Mr. Scott Reid (Lanark—Frontenac—Lennox and Addington, CPC)

Mr. Speaker, in their discussions today, I noticed that a number of hon. members have been very careful to emphasize what they believe this motion is not about. I think that is a good thing to do when we deal with a motion that is as laconic in its language as this one is. It is necessary to make sure that no one understands us as having supported something for reasons that were in fact invalid and therefore imputes meanings to this motion that are not actually there.
I thought, therefore, that it was good and very valuable to hear the hon. member just a moment ago speaking about the things that she does not want to be understood as supporting when she votes for this motion. She is concerned about the government having an agenda to do a number of things to roll back the federal government's role in Canadian life.

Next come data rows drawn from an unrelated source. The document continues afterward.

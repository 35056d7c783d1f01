use std::str::FromStr;

use chrono::NaiveDate;
use serde::Deserialize;

use sharebook_auth::{MemberRole, SignupInput};
use sharebook_core::{CategoryId, DomainError, DomainResult, FieldError};
use sharebook_ledger::{
    CreateCategory, CreateExpense, CreateLedger, ExpenseFilter, PageRequest, UpdateExpense,
    UpdateLedger, UpdateProfile,
};

// -------------------------
// Auth / users
// -------------------------

#[derive(Debug, Default, Deserialize)]
#[serde(default)]
pub struct SignupRequest {
    pub email: String,
    pub password: String,
    pub name: String,
}

impl From<SignupRequest> for SignupInput {
    fn from(r: SignupRequest) -> Self {
        Self {
            email: r.email,
            password: r.password,
            name: r.name,
        }
    }
}

#[derive(Debug, Default, Deserialize)]
#[serde(default)]
pub struct LoginRequest {
    pub email: String,
    pub password: String,
}

#[derive(Debug, Default, Deserialize)]
#[serde(default)]
pub struct RefreshRequest {
    pub refresh_token: String,
}

#[derive(Debug, Default, Deserialize)]
#[serde(default)]
pub struct UpdateUserRequest {
    pub name: Option<String>,
    pub profile_image: Option<String>,
}

impl From<UpdateUserRequest> for UpdateProfile {
    fn from(r: UpdateUserRequest) -> Self {
        Self {
            name: r.name,
            profile_image: r.profile_image,
        }
    }
}

#[derive(Debug, Default, Deserialize)]
#[serde(default)]
pub struct ChangePasswordRequest {
    pub current_password: String,
    pub new_password: String,
}

// -------------------------
// Ledgers / members
// -------------------------

#[derive(Debug, Default, Deserialize)]
#[serde(default)]
pub struct CreateLedgerRequest {
    pub name: String,
    pub description: Option<String>,
    pub currency: Option<String>,
}

impl From<CreateLedgerRequest> for CreateLedger {
    fn from(r: CreateLedgerRequest) -> Self {
        Self {
            name: r.name,
            description: r.description,
            currency: r.currency,
        }
    }
}

#[derive(Debug, Default, Deserialize)]
#[serde(default)]
pub struct UpdateLedgerRequest {
    pub name: Option<String>,
    pub description: Option<String>,
    pub currency: Option<String>,
}

impl From<UpdateLedgerRequest> for UpdateLedger {
    fn from(r: UpdateLedgerRequest) -> Self {
        Self {
            name: r.name,
            description: r.description,
            currency: r.currency,
        }
    }
}

#[derive(Debug, Default, Deserialize)]
#[serde(default)]
pub struct InviteMemberRequest {
    pub email: String,
    pub role: Option<String>,
}

#[derive(Debug, Default, Deserialize)]
#[serde(default)]
pub struct UpdateMemberRoleRequest {
    pub role: Option<String>,
}

/// Role names are case-insensitive; a missing role is a field error.
pub fn parse_role(raw: Option<&str>) -> DomainResult<MemberRole> {
    match raw {
        None => Err(DomainError::validation(vec![FieldError::new(
            "role",
            "Role is required",
        )])),
        Some(r) => MemberRole::from_str(r),
    }
}

// -------------------------
// Categories / expenses
// -------------------------

#[derive(Debug, Default, Deserialize)]
#[serde(default)]
pub struct CreateCategoryRequest {
    pub name: String,
    pub color: Option<String>,
    pub icon: Option<String>,
}

impl From<CreateCategoryRequest> for CreateCategory {
    fn from(r: CreateCategoryRequest) -> Self {
        Self {
            name: r.name,
            color: r.color,
            icon: r.icon,
        }
    }
}

/// Amounts arrive as JSON numbers or strings; both are validated as text.
fn amount_text(v: serde_json::Value) -> String {
    match v {
        serde_json::Value::String(s) => s,
        other => other.to_string(),
    }
}

fn parse_category_id(raw: Option<String>) -> DomainResult<Option<CategoryId>> {
    raw.filter(|s| !s.trim().is_empty())
        .map(|s| CategoryId::from_str(s.trim()))
        .transpose()
}

#[derive(Debug, Default, Deserialize)]
#[serde(default)]
pub struct CreateExpenseRequest {
    pub amount: Option<serde_json::Value>,
    pub description: Option<String>,
    pub expense_date: Option<NaiveDate>,
    pub payment_method: Option<String>,
    pub category_id: Option<String>,
}

impl CreateExpenseRequest {
    pub fn into_input(self) -> DomainResult<CreateExpense> {
        Ok(CreateExpense {
            amount: self.amount.map(amount_text),
            description: self.description,
            expense_date: self.expense_date,
            payment_method: self.payment_method,
            category_id: parse_category_id(self.category_id)?,
        })
    }
}

#[derive(Debug, Default, Deserialize)]
#[serde(default)]
pub struct UpdateExpenseRequest {
    pub amount: Option<serde_json::Value>,
    pub description: Option<String>,
    pub expense_date: Option<NaiveDate>,
    pub payment_method: Option<String>,
    pub category_id: Option<String>,
}

impl UpdateExpenseRequest {
    pub fn into_input(self) -> DomainResult<UpdateExpense> {
        Ok(UpdateExpense {
            amount: self.amount.map(amount_text),
            description: self.description,
            expense_date: self.expense_date,
            payment_method: self.payment_method,
            category_id: parse_category_id(self.category_id)?,
        })
    }
}

#[derive(Debug, Default, Deserialize)]
#[serde(default)]
pub struct ExpenseQuery {
    pub start_date: Option<NaiveDate>,
    pub end_date: Option<NaiveDate>,
    pub category_id: Option<String>,
    pub page: Option<usize>,
    pub size: Option<usize>,
}

impl ExpenseQuery {
    pub fn into_parts(self) -> DomainResult<(ExpenseFilter, PageRequest)> {
        let filter = ExpenseFilter {
            start_date: self.start_date,
            end_date: self.end_date,
            category_id: parse_category_id(self.category_id)?,
        };
        Ok((filter, PageRequest::new(self.page, self.size)))
    }
}

#[cfg(test)]
mod tests {
    use sharebook_core::ErrorKind;

    use super::*;

    #[test]
    fn numeric_and_textual_amounts_both_become_text() {
        let body: CreateExpenseRequest =
            serde_json::from_str(r#"{"amount": 12.5, "description": "x"}"#).unwrap();
        assert_eq!(body.into_input().unwrap().amount.as_deref(), Some("12.5"));

        let body: CreateExpenseRequest = serde_json::from_str(r#"{"amount": "7.25"}"#).unwrap();
        assert_eq!(body.into_input().unwrap().amount.as_deref(), Some("7.25"));
    }

    #[test]
    fn bad_category_id_is_a_bad_request() {
        let body: CreateExpenseRequest =
            serde_json::from_str(r#"{"category_id": "not-a-uuid"}"#).unwrap();
        assert_eq!(body.into_input().unwrap_err().kind(), ErrorKind::BadRequest);
    }

    #[test]
    fn missing_role_is_a_field_error() {
        let err = parse_role(None).unwrap_err();
        assert_eq!(err.field_errors()[0].field, "role");
        assert_eq!(parse_role(Some("admin")).unwrap(), MemberRole::Admin);
        assert!(parse_role(Some("king")).is_err());
    }

    #[test]
    fn query_defaults_to_first_page() {
        let (filter, page) = ExpenseQuery::default().into_parts().unwrap();
        assert_eq!(filter, ExpenseFilter::default());
        assert_eq!(page, PageRequest::default());
    }
}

I want to assure the hon. member that such is not the case. I think that is to some degree self-evident from the nature of the way in which this motion came forward after the Bloc Québécois had proposed another motion. This motion was introduced after that time.
I also want to be clear in indicating that my own support for this motion is based upon understanding it to have limited implications, on understanding it to be a reflection of a sociological fact and not to be understood as, for example, indicating that we are or I am supportive of some form of asymmetrical federalism, or for greater powers for one part of the country over another, or for having the kinds of implications that the distinct society clause had when it was introduced.
Some people here supported the distinct society clause back in the early 1990s. Others of us did not and campaigned against it. The distinct society clause had the implication that, among other things, the charter of rights would be interpreted in light of the fact that Quebec is a distinct society.
This motion, as I understand it, has no such meaning. The charter of rights and the Constitution apply equally. The equal status of the Canadian provinces is not changed. That is my understanding. My question for the hon. member is this: is this narrow reading of the motion also her understanding?